Hackers successfully pulled off a ransomware attack that targeted a hospital in Romania, which is preventing the facility from reporting to the country’s health insurance fund to receive funding. The perpetrators are now demanding Bitcoin from the medical to decrypt its database and access its files.
In December last year, the Saint Gheorghe Recovery Hospital in Botoşani, Northeastern Romania became the target of a ransomware attack that locked its medical records. In return for restoring access to the encrypted files, hackers are demanding to be paid in crypto, Bitcoin.com reported.
According to the local news outlet Monitorul de Botoşani in a report on Tuesday, hackers were able to compromise the hospital’s servers and encrypted its records. The cybercriminals then left a message in English demanding a ransom payment of 3 BTC, which is valued at over $50,000 at current prices.
The publication noted the hackers were well-prepared when they launched the ransomware attack against the hospital. Computer experts from the Directorate for Investigating Organized Crime and Terrorism nor experts working for the Romanian cybersecurity firm Bitdefender attempted to decrypt the information but were unsuccessful.
Saint Gheorghe Recovery Hospital managing director Dr. Cătălin Dascălescu confirmed that law enforcement authorities have already initiated their investigation into the incident. “We hope to resume medical activity at normal capacity from Monday,” he told journalists.

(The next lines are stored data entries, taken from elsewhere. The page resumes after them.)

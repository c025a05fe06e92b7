//! Per-chunk cipher for FileVault v2 content.
//!
//! Container content is organized as fixed 4 KiB chunks, each encrypted
//! independently with AES-128-CBC. The IV for chunk `i` is
//! `HMAC-SHA1(hmac_key, be32(i))` truncated to the cipher block size, which
//! gives every chunk a unique, deterministic IV without any per-chunk
//! metadata on disk.
//!
//! The format carries no MAC over the ciphertext itself: corruption or
//! tampering is not detected at this layer. That is a property of FileVault
//! v2, not something this module attempts to paper over.

use aes::Aes128;
use cbc::cipher::block_padding::NoPadding;
use cbc::cipher::{BlockDecryptMut, BlockEncryptMut, InnerIvInit};
use generic_array::GenericArray;
use hmac::{Hmac, Mac};
use sha1::Sha1;
use zeroize::Zeroizing;

use super::keys::{HMAC_KEY_SIZE, KeyMaterial};

/// Plaintext (and ciphertext) size of one content chunk.
pub const CHUNK_SIZE: usize = 4096;

/// AES block size; also the length of a derived IV.
pub const CIPHER_BLOCK_SIZE: usize = 16;

type HmacSha1 = Hmac<Sha1>;
type ChunkEncryptor = cbc::Encryptor<Aes128>;
type ChunkDecryptor = cbc::Decryptor<Aes128>;

/// Calculate which chunk contains the given plaintext byte offset.
#[inline]
pub fn chunk_number(offset: u64) -> u32 {
    (offset / CHUNK_SIZE as u64) as u32
}

/// Calculate the byte offset within its chunk for a given plaintext offset.
#[inline]
pub fn chunk_offset(offset: u64) -> usize {
    (offset % CHUNK_SIZE as u64) as usize
}

/// Chunk cipher state for one opened container.
///
/// Holds the expanded AES-128 schedule (both cipher directions) and the HMAC
/// key. The keyed hash for IV derivation is computed fresh per call; no
/// mutable digest state persists between chunks.
pub struct ChunkCryptor {
    aes: Aes128,
    hmac_key: Zeroizing<[u8; HMAC_KEY_SIZE]>,
}

impl ChunkCryptor {
    pub fn new(keys: &KeyMaterial) -> Self {
        Self {
            aes: keys.expand_cipher(),
            hmac_key: Zeroizing::new(*keys.hmac_key()),
        }
    }

    /// Derive the IV for a chunk: HMAC-SHA1 over the 4-byte big-endian chunk
    /// index, truncated to the cipher block size.
    pub fn derive_iv(&self, chunk: u32) -> [u8; CIPHER_BLOCK_SIZE] {
        let mut mac = HmacSha1::new_from_slice(&self.hmac_key[..])
            .expect("HMAC accepts keys of any length");
        mac.update(&chunk.to_be_bytes());
        let digest = mac.finalize().into_bytes();

        let mut iv = [0u8; CIPHER_BLOCK_SIZE];
        iv.copy_from_slice(&digest[..CIPHER_BLOCK_SIZE]);
        iv
    }

    /// Encrypt one chunk in place.
    ///
    /// `data` must be exactly [`CHUNK_SIZE`] bytes.
    pub fn encrypt_chunk(&self, chunk: u32, data: &mut [u8]) {
        debug_assert_eq!(data.len(), CHUNK_SIZE);
        let iv = self.derive_iv(chunk);
        let len = data.len();
        ChunkEncryptor::inner_iv_init(self.aes.clone(), GenericArray::from_slice(&iv))
            .encrypt_padded_mut::<NoPadding>(data, len)
            .expect("chunk length is a whole number of cipher blocks");
    }

    /// Decrypt one chunk in place.
    ///
    /// `data` must be exactly [`CHUNK_SIZE`] bytes.
    pub fn decrypt_chunk(&self, chunk: u32, data: &mut [u8]) {
        debug_assert_eq!(data.len(), CHUNK_SIZE);
        let iv = self.derive_iv(chunk);
        ChunkDecryptor::inner_iv_init(self.aes.clone(), GenericArray::from_slice(&iv))
            .decrypt_padded_mut::<NoPadding>(data)
            .expect("chunk length is a whole number of cipher blocks");
    }
}
//! Cryptographic primitives for FileVault v2 containers

pub mod chunk;
pub mod keys;

// Re-export commonly used types
pub use chunk::{CHUNK_SIZE, CIPHER_BLOCK_SIZE, ChunkCryptor, chunk_number, chunk_offset};
pub use keys::{KEY_HEX_LEN, KeyFormatError, KeyMaterial};
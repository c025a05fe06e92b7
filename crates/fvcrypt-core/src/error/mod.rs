//! Error types for the fvcrypt-core crate
//!
//! This module re-exports all error types from their defining modules so
//! callers have a single place to import them from.

// Re-export error types from submodules
pub use crate::container::creator::CreateError;
pub use crate::container::header::HeaderError;
pub use crate::crypto::keys::KeyFormatError;
pub use crate::fs::file::{FileVaultError, IoContext};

The encrypted database left the hospital unable to file reports for the services it rendered in December last year. As a result, it was not able to receive the respective payments for last month’s services.
Romania’s National Health Insurance House officials explained that they’re working on a solution that will allow the hospital’s medical personnel to receive their salaries even without access to the encrypted database.
There are initial speculations that the hackers were able to gain access remotely through the systems of a company that maintains the hospital computing equipment.